**DIRECTIONS**
Copy the records below verbatim, from the first line through the line containing "use crate::error::LaunchError;", inclusive, and output nothing else.

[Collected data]
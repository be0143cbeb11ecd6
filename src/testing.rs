//! In-process fake workers for unit tests
//!
//! A fake worker binds `ASPNETCORE_PORT` from its launch environment inside
//! the test process and serves connections with a pluggable handler. Pids are
//! synthetic, so the readiness probe must run in connect mode.

use crate::error::LaunchError;
use crate::host::{DisconnectCallback, DuplexStream, HostContext};
use crate::launcher::{ExitCode, ExitWatch, LaunchSpec, ProcessLauncher, WorkerHandle};
use async_trait::async_trait;
use futures::future::BoxFuture;
use parking_lot::Mutex;
use std::sync::atomic::{AtomicU32, AtomicUsize, Ordering};
use std::sync::Arc;
use std::time::Duration;
use tokio::io::{AsyncReadExt, AsyncWriteExt};
use tokio::net::{TcpListener, TcpStream};
use tokio::sync::watch;
use tokio::task::JoinHandle;

pub type ConnHandler = Arc<dyn Fn(TcpStream, Arc<FakeWorker>) -> BoxFuture<'static, ()> + Send + Sync>;

#[derive(Clone)]
pub enum Behavior {
    /// Listen on the assigned port and serve with the handler
    Listen(ConnHandler),
    /// Exit with this code right after spawning
    Exit(i32),
    /// Run but never listen
    Hang,
    /// Fail the spawn itself
    FailSpawn,
}

pub struct FakeWorker {
    pub pid: u32,
    pub port: u16,
    pub env: Vec<(String, String)>,
    exit_tx: watch::Sender<Option<ExitCode>>,
    server: Mutex<Option<JoinHandle<()>>>,
    pub interrupts: AtomicUsize,
    pub kills: AtomicUsize,
    honors_interrupt: bool,
}

impl FakeWorker {
    pub fn exit(&self, code: Option<i32>, signal: Option<i32>) {
        if let Some(server) = self.server.lock().take() {
            server.abort();
        }
        self.exit_tx.send_if_modified(|current| {
            if current.is_some() {
                return false;
            }
            *current = Some(ExitCode { code, signal });
            true
        });
    }

    /// Simulate a crash
    pub fn crash(&self) {
        self.exit(Some(1), None);
    }

    pub fn env_var(&self, name: &str) -> Option<&str> {
        self.env
            .iter()
            .find(|(k, _)| k == name)
            .map(|(_, v)| v.as_str())
    }
}

struct FakeHandle(Arc<FakeWorker>);

impl WorkerHandle for FakeHandle {
    fn pid(&self) -> u32 {
        self.0.pid
    }

    fn exit_watch(&self) -> ExitWatch {
        self.0.exit_tx.subscribe()
    }

    fn interrupt_group(&self) -> std::io::Result<()> {
        self.0.interrupts.fetch_add(1, Ordering::SeqCst);
        if self.0.honors_interrupt {
            self.0.exit(None, Some(2));
        }
        Ok(())
    }

    fn kill_tree(&self, _children: &[u32]) {
        self.0.kills.fetch_add(1, Ordering::SeqCst);
        self.0.exit(None, Some(9));
    }
}

impl Drop for FakeHandle {
    fn drop(&mut self) {
        self.0.exit(None, Some(9));
    }
}

pub struct FakeLauncher {
    behavior: Mutex<Behavior>,
    pub spawns: AtomicUsize,
    spawn_delay: Duration,
    honors_interrupt: bool,
    next_pid: AtomicU32,
    pub workers: Mutex<Vec<Arc<FakeWorker>>>,
}

impl FakeLauncher {
    pub fn new(behavior: Behavior) -> Arc<Self> {
        Self::build(behavior, Duration::ZERO, true)
    }

    pub fn with_spawn_delay(behavior: Behavior, delay: Duration) -> Arc<Self> {
        Self::build(behavior, delay, true)
    }

    pub fn ignoring_interrupts(behavior: Behavior) -> Arc<Self> {
        Self::build(behavior, Duration::ZERO, false)
    }

    fn build(behavior: Behavior, spawn_delay: Duration, honors_interrupt: bool) -> Arc<Self> {
        Arc::new(Self {
            behavior: Mutex::new(behavior),
            spawns: AtomicUsize::new(0),
            spawn_delay,
            honors_interrupt,
            next_pid: AtomicU32::new(4_000_000),
            workers: Mutex::new(Vec::new()),
        })
    }

    pub fn set_behavior(&self, behavior: Behavior) {
        *self.behavior.lock() = behavior;
    }

    pub fn spawn_count(&self) -> usize {
        self.spawns.load(Ordering::SeqCst)
    }

    pub fn last_worker(&self) -> Option<Arc<FakeWorker>> {
        self.workers.lock().last().cloned()
    }
}

#[async_trait]
impl ProcessLauncher for FakeLauncher {
    async fn spawn(&self, spec: LaunchSpec) -> Result<Box<dyn WorkerHandle>, LaunchError> {
        self.spawns.fetch_add(1, Ordering::SeqCst);
        if !self.spawn_delay.is_zero() {
            tokio::time::sleep(self.spawn_delay).await;
        }

        let behavior = self.behavior.lock().clone();
        if let Behavior::FailSpawn = behavior {
            return Err(LaunchError::Spawn {
                path: spec.program,
                source: std::io::Error::new(std::io::ErrorKind::NotFound, "no such program"),
            });
        }

        let port = spec
            .env
            .iter()
            .find(|(k, _)| k == "ASPNETCORE_PORT")
            .and_then(|(_, v)| v.parse().ok())
            .unwrap_or(0);
        let (exit_tx, _) = watch::channel(None);
        let worker = Arc::new(FakeWorker {
            pid: self.next_pid.fetch_add(1, Ordering::SeqCst),
            port,
            env: spec.env,
            exit_tx,
            server: Mutex::new(None),
            interrupts: AtomicUsize::new(0),
            kills: AtomicUsize::new(0),
            honors_interrupt: self.honors_interrupt,
        });

        match behavior {
            Behavior::Listen(handler) => {
                let listener = TcpListener::bind(("127.0.0.1", port)).await.map_err(|source| {
                    LaunchError::Spawn {
                        path: spec.program.clone(),
                        source,
                    }
                })?;
                let serving = Arc::clone(&worker);
                let server = tokio::spawn(async move {
                    while let Ok((stream, _)) = listener.accept().await {
                        tokio::spawn(handler(stream, Arc::clone(&serving)));
                    }
                });
                *worker.server.lock() = Some(server);
            }
            Behavior::Exit(code) => worker.exit(Some(code), None),
            Behavior::Hang | Behavior::FailSpawn => {}
        }

        self.workers.lock().push(Arc::clone(&worker));
        Ok(Box::new(FakeHandle(worker)))
    }
}

/// Read a request head (through the blank line) plus whatever body bytes
/// arrived with it
pub async fn read_head(stream: &mut TcpStream) -> (String, Vec<u8>) {
    let mut buf = Vec::new();
    let mut chunk = [0u8; 4096];
    loop {
        if let Some(end) = buf.windows(4).position(|w| w == b"\r\n\r\n") {
            let rest = buf.split_off(end + 4);
            return (String::from_utf8_lossy(&buf).to_string(), rest);
        }
        match stream.read(&mut chunk).await {
            Ok(0) | Err(_) => return (String::from_utf8_lossy(&buf).to_string(), Vec::new()),
            Ok(n) => buf.extend_from_slice(&chunk[..n]),
        }
    }
}

/// Answers the shutdown call with 202 (then exits) and anything else with
/// `200 ok`
pub fn default_handler() -> ConnHandler {
    Arc::new(|mut stream, worker| {
        Box::pin(async move {
            let (head, _) = read_head(&mut stream).await;
            if head.starts_with("POST ") && head.contains("/iisintegration") {
                let _ = stream
                    .write_all(b"HTTP/1.1 202 Accepted\r\nContent-Length: 0\r\n\r\n")
                    .await;
                worker.exit(Some(0), None);
                return;
            }
            let _ = stream
                .write_all(b"HTTP/1.1 200 OK\r\nContent-Length: 2\r\n\r\nok")
                .await;
        })
    })
}

/// Serves every connection with a fixed raw response
pub fn canned_handler(response: &'static [u8]) -> ConnHandler {
    Arc::new(move |mut stream, _| {
        Box::pin(async move {
            let _ = read_head(&mut stream).await;
            let _ = stream.write_all(response).await;
        })
    })
}

/// Something the session did to the host response, in order
#[derive(Debug, Clone, PartialEq, Eq)]
pub enum HostEvent {
    SetStatus(u16),
    Write(usize),
    Flush,
    Upgrade,
    Reset,
    Complete,
}

#[derive(Debug, Clone, Default)]
pub struct Recorded {
    pub status: Option<(u16, String)>,
    pub headers: Vec<(String, String)>,
    pub deleted: Vec<String>,
    pub body: Vec<u8>,
    pub events: Vec<HostEvent>,
    pub completions: usize,
    pub registers: usize,
    pub unregisters: usize,
}

impl Recorded {
    pub fn header(&self, name: &str) -> Option<&str> {
        self.headers
            .iter()
            .find(|(n, _)| n.eq_ignore_ascii_case(name))
            .map(|(_, v)| v.as_str())
    }

    pub fn header_values(&self, name: &str) -> Vec<&str> {
        self.headers
            .iter()
            .filter(|(n, _)| n.eq_ignore_ascii_case(name))
            .map(|(_, v)| v.as_str())
            .collect()
    }

    pub fn count(&self, event: &HostEvent) -> usize {
        self.events.iter().filter(|e| *e == event).count()
    }
}

/// In-memory [`HostContext`] that records every response call
pub struct RecordingHost {
    method: String,
    path: String,
    headers: Vec<(String, String)>,
    auth_token: Option<u64>,
    body: Mutex<std::collections::VecDeque<std::io::Result<Vec<u8>>>>,
    connected: std::sync::atomic::AtomicBool,
    callback: Mutex<Option<DisconnectCallback>>,
    recorded: Mutex<Recorded>,
    completed: tokio::sync::Notify,
    upgraded_peer: Mutex<Option<tokio::io::DuplexStream>>,
}

impl RecordingHost {
    pub fn new(method: &str, path: &str, headers: &[(&str, &str)]) -> Self {
        Self {
            method: method.to_string(),
            path: path.to_string(),
            headers: headers
                .iter()
                .map(|(n, v)| (n.to_string(), v.to_string()))
                .collect(),
            auth_token: None,
            body: Mutex::new(std::collections::VecDeque::new()),
            connected: std::sync::atomic::AtomicBool::new(true),
            callback: Mutex::new(None),
            recorded: Mutex::new(Recorded::default()),
            completed: tokio::sync::Notify::new(),
            upgraded_peer: Mutex::new(None),
        }
    }

    pub fn with_auth_token(mut self, handle: u64) -> Self {
        self.auth_token = Some(handle);
        self
    }

    /// Request body, delivered one read per piece
    pub fn with_body(self, pieces: &[&[u8]]) -> Self {
        self.body
            .lock()
            .extend(pieces.iter().map(|p| Ok(p.to_vec())));
        self
    }

    pub fn with_body_error(self, kind: std::io::ErrorKind) -> Self {
        self.body
            .lock()
            .push_back(Err(std::io::Error::new(kind, "client body failed")));
        self
    }

    pub fn recorded(&self) -> Recorded {
        self.recorded.lock().clone()
    }

    /// Simulate the client going away
    pub fn disconnect(&self) {
        self.connected.store(false, Ordering::SeqCst);
        let callback = self.callback.lock().clone();
        if let Some(callback) = callback {
            callback();
        }
    }

    /// The client's end of an upgraded connection
    pub fn take_upgraded_peer(&self) -> Option<tokio::io::DuplexStream> {
        self.upgraded_peer.lock().take()
    }

    pub async fn wait_complete(&self) {
        tokio::time::timeout(Duration::from_secs(5), async {
            loop {
                let notified = self.completed.notified();
                if self.recorded.lock().completions > 0 {
                    return;
                }
                notified.await;
            }
        })
        .await
        .expect("session did not complete");
    }

    fn record(&self, event: HostEvent) {
        self.recorded.lock().events.push(event);
    }
}

#[async_trait]
impl HostContext for RecordingHost {
    fn method(&self) -> &str {
        &self.method
    }

    fn path_and_query(&self) -> &str {
        &self.path
    }

    fn request_headers(&self) -> Vec<(String, String)> {
        self.headers.clone()
    }

    fn remote_addr(&self) -> Option<std::net::SocketAddr> {
        Some(std::net::SocketAddr::from(([127, 0, 0, 1], 50000)))
    }

    fn is_secure(&self) -> bool {
        false
    }

    fn auth_token_handle(&self) -> Option<u64> {
        self.auth_token
    }

    async fn read_body(&self, buf: &mut [u8]) -> std::io::Result<usize> {
        let next = self.body.lock().pop_front();
        match next {
            None => Ok(0),
            Some(Err(e)) => Err(e),
            Some(Ok(piece)) => {
                let n = piece.len().min(buf.len());
                buf[..n].copy_from_slice(&piece[..n]);
                Ok(n)
            }
        }
    }

    fn set_status(&self, code: u16, reason: &str) {
        let mut recorded = self.recorded.lock();
        recorded.status = Some((code, reason.to_string()));
        recorded.events.push(HostEvent::SetStatus(code));
    }

    fn set_response_header(&self, name: &str, value: &str, replace: bool) {
        let mut recorded = self.recorded.lock();
        if replace {
            recorded.headers.retain(|(n, _)| !n.eq_ignore_ascii_case(name));
        }
        recorded.headers.push((name.to_string(), value.to_string()));
    }

    fn delete_response_header(&self, name: &str) {
        let mut recorded = self.recorded.lock();
        recorded.headers.retain(|(n, _)| !n.eq_ignore_ascii_case(name));
        recorded.deleted.push(name.to_string());
    }

    async fn write_chunk(&self, data: hyper::body::Bytes) -> std::io::Result<()> {
        if !self.connected.load(Ordering::SeqCst) {
            return Err(std::io::ErrorKind::BrokenPipe.into());
        }
        let mut recorded = self.recorded.lock();
        recorded.body.extend_from_slice(&data);
        recorded.events.push(HostEvent::Write(data.len()));
        Ok(())
    }

    async fn flush(&self) -> std::io::Result<()> {
        if !self.connected.load(Ordering::SeqCst) {
            return Err(std::io::ErrorKind::BrokenPipe.into());
        }
        self.record(HostEvent::Flush);
        Ok(())
    }

    async fn upgrade(&self) -> std::io::Result<Box<dyn DuplexStream>> {
        let (ours, theirs) = tokio::io::duplex(64 * 1024);
        *self.upgraded_peer.lock() = Some(theirs);
        self.record(HostEvent::Upgrade);
        Ok(Box::new(ours))
    }

    fn reset_connection(&self) {
        self.record(HostEvent::Reset);
    }

    fn is_client_connected(&self) -> bool {
        self.connected.load(Ordering::SeqCst)
    }

    fn register_disconnect_callback(&self, callback: DisconnectCallback) {
        *self.callback.lock() = Some(callback);
        self.recorded.lock().registers += 1;
    }

    fn unregister_disconnect_callback(&self) {
        *self.callback.lock() = None;
        self.recorded.lock().unregisters += 1;
    }

    fn post_completion(&self) {
        {
            let mut recorded = self.recorded.lock();
            recorded.completions += 1;
            recorded.events.push(HostEvent::Complete);
        }
        self.completed.notify_waiters();
    }
}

**EXERCISE OUTPUT**
repository be0143cbeb11ecd6
filename src/testing.rs
//! In-process fake workers for unit tests
//!
//! A fake worker binds `ASPNETCORE_PORT` from its launch environment inside
//! the test process and serves connections with a pluggable handler. Pids are
//! synthetic, so the readiness probe must run in connect mode.

use crate::error::LaunchError;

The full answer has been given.